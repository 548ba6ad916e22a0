//! Price enrichment: joins on-chain transfers against marketplace sale
//! events by transaction hash to recover trade prices.
//!
//! Matches are persisted into the cache keyed by tx hash — a finalized
//! trade's price never changes, so these entries are effectively permanent.
//! Transfers with no match stay visible as raw facts but are excluded from
//! every price/volume aggregate.

use crate::cache::{Cache, PERMANENT_TTL};
use crate::cached_fetch::{get_quiet, set_quiet};
use crate::marketplace_reader::MarketplaceReader;
use crate::types::conversions::raw_quantity_to_amount;
use crate::types::{CurrencyKind, EnrichedSale, SaleEvent, Transfer};
use log::{debug, info, warn};
use serde::{Deserialize, Serialize};
use std::collections::HashMap;
use std::sync::Arc;

/// Per-transaction price persisted in the cache after a successful match.
#[derive(Debug, Clone, Serialize, Deserialize)]
pub struct CachedSalePrice {
    pub price_eth: f64,
    pub price_usd: Option<f64>,
    pub currency: CurrencyKind,
    pub currency_symbol: String,
}

/// Result of one enrichment pass.
#[derive(Debug, Clone, Serialize, Deserialize)]
pub struct EnrichmentOutcome {
    pub sales: Vec<EnrichedSale>,
    /// Trade transfers with no marketplace match; retained as raw facts.
    pub unmatched: Vec<Transfer>,
    /// matched / previously-uncached, in [0, 1]. 1.0 when nothing was
    /// uncached.
    pub coverage: f64,
    /// Data-quality flag, not a failure: enrichment degrades gracefully.
    pub low_coverage: bool,
}

#[derive(Debug, Clone)]
pub struct EnrichmentConfig {
    /// Coverage below this ratio raises the `low_coverage` flag.
    pub low_coverage_threshold: f64,
    /// Event pull target as a multiple of the uncached transfer count.
    pub event_target_multiplier: usize,
}

impl Default for EnrichmentConfig {
    fn default() -> Self {
        Self { low_coverage_threshold: 0.5, event_target_multiplier: 2 }
    }
}

pub struct PriceEnricher {
    marketplace: Arc<MarketplaceReader>,
    cache: Arc<dyn Cache>,
    config: EnrichmentConfig,
}

fn sale_cache_key(tx_key: &str) -> String {
    format!("sale:{}", tx_key)
}

impl PriceEnricher {
    pub fn new(
        marketplace: Arc<MarketplaceReader>,
        cache: Arc<dyn Cache>,
        config: EnrichmentConfig,
    ) -> Self {
        Self { marketplace, cache, config }
    }

    /// Enriches `transfers` with marketplace prices.
    ///
    /// Mints and burns are excluded up front. Transfers whose tx hash is
    /// already priced in the cache skip the provider entirely; the rest
    /// trigger one windowed event pull bounded by the page ceiling and a
    /// `2x uncached` collection target.
    pub async fn enrich(
        &self,
        transfers: &[Transfer],
        collection: &str,
        eth_usd: Option<f64>,
    ) -> anyhow::Result<EnrichmentOutcome> {
        let trades: Vec<&Transfer> = transfers
            .iter()
            .filter(|t| !t.is_mint() && !t.is_burn())
            .collect();

        let mut sales = Vec::new();
        let mut uncached: Vec<&Transfer> = Vec::new();

        for transfer in &trades {
            let key = sale_cache_key(&transfer.tx_key());
            match get_quiet(&self.cache, &key, false).await {
                Some(raw) => match serde_json::from_value::<CachedSalePrice>(raw) {
                    Ok(cached) => sales.push(EnrichedSale::from_parts(
                        transfer,
                        cached.price_eth,
                        cached.price_usd,
                        cached.currency,
                        cached.currency_symbol,
                    )),
                    Err(e) => {
                        warn!("cached price for {} undecodable, refetching: {}", key, e);
                        uncached.push(transfer);
                    }
                },
                None => uncached.push(transfer),
            }
        }

        if uncached.is_empty() {
            debug!("enrichment: all {} trades served from cache", trades.len());
            return Ok(EnrichmentOutcome {
                sales,
                unmatched: Vec::new(),
                coverage: 1.0,
                low_coverage: false,
            });
        }

        let after = uncached.iter().map(|t| t.timestamp).min().unwrap_or(0);
        let before = uncached.iter().map(|t| t.timestamp).max().unwrap_or(0);
        let target = uncached.len() * self.config.event_target_multiplier;
        let events = self
            .marketplace
            .get_sale_events(collection, after, before, target)
            .await?;

        let uncached_owned: Vec<Transfer> = uncached.into_iter().cloned().collect();
        let (matched, unmatched) = match_transfers(&uncached_owned, &events, eth_usd);

        let coverage = if uncached_owned.is_empty() {
            1.0
        } else {
            matched.len() as f64 / uncached_owned.len() as f64
        };
        let low_coverage = coverage < self.config.low_coverage_threshold;
        if low_coverage {
            warn!(
                "enrichment coverage {:.0}% ({}/{} transfers matched)",
                coverage * 100.0,
                matched.len(),
                uncached_owned.len()
            );
        } else {
            info!(
                "enrichment coverage {:.0}% ({}/{} transfers matched)",
                coverage * 100.0,
                matched.len(),
                uncached_owned.len()
            );
        }

        for sale in &matched {
            let cached = CachedSalePrice {
                price_eth: sale.price_eth,
                price_usd: sale.price_usd,
                currency: sale.currency,
                currency_symbol: sale.currency_symbol.clone(),
            };
            if let Ok(raw) = serde_json::to_value(&cached) {
                set_quiet(&self.cache, &sale_cache_key(&sale.tx_hash), raw, PERMANENT_TTL).await;
            }
        }

        sales.extend(matched);
        Ok(EnrichmentOutcome { sales, unmatched, coverage, low_coverage })
    }
}

/// Pure join core: matches transfers to marketplace events by lowercased
/// transaction hash. Duplicate events for one hash resolve last-write-wins.
/// Only events carrying payment info produce an [`EnrichedSale`].
pub fn match_transfers(
    transfers: &[Transfer],
    events: &[SaleEvent],
    eth_usd: Option<f64>,
) -> (Vec<EnrichedSale>, Vec<Transfer>) {
    let mut by_tx: HashMap<String, &SaleEvent> = HashMap::new();
    for event in events {
        by_tx.insert(event.tx_hash.to_lowercase(), event);
    }

    let mut matched = Vec::new();
    let mut unmatched = Vec::new();
    for transfer in transfers {
        let event = by_tx.get(&transfer.tx_key());
        let Some(payment) = event.and_then(|e| e.payment.as_ref()) else {
            unmatched.push(transfer.clone());
            continue;
        };
        let price_eth = match raw_quantity_to_amount(&payment.quantity, payment.decimals) {
            Ok(v) => v,
            Err(e) => {
                warn!(
                    "payment for {} undecodable ({}), keeping transfer unpriced",
                    transfer.tx_key(),
                    e
                );
                unmatched.push(transfer.clone());
                continue;
            }
        };
        let currency = CurrencyKind::classify(&payment.symbol);
        // USD conversion only holds for ETH-denominated payments.
        let price_usd = match currency {
            CurrencyKind::Other => None,
            _ => eth_usd.map(|rate| price_eth * rate),
        };
        matched.push(EnrichedSale::from_parts(
            transfer,
            price_eth,
            price_usd,
            currency,
            payment.symbol.clone(),
        ));
    }
    (matched, unmatched)
}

-------

Your objective :: Give the exact lines, and only those, from the line containing "let trades: Vec<&Transfer>" through the line containing "let key = sale_cache_key(&transfer.tx_key());" in the entries above.

Worked solution ::
        let trades: Vec<&Transfer> = transfers
            .iter()
            .filter(|t| !t.is_mint() && !t.is_burn())
            .collect();

        let mut sales = Vec::new();
        let mut uncached: Vec<&Transfer> = Vec::new();

        for transfer in &trades {
            let key = sale_cache_key(&transfer.tx_key());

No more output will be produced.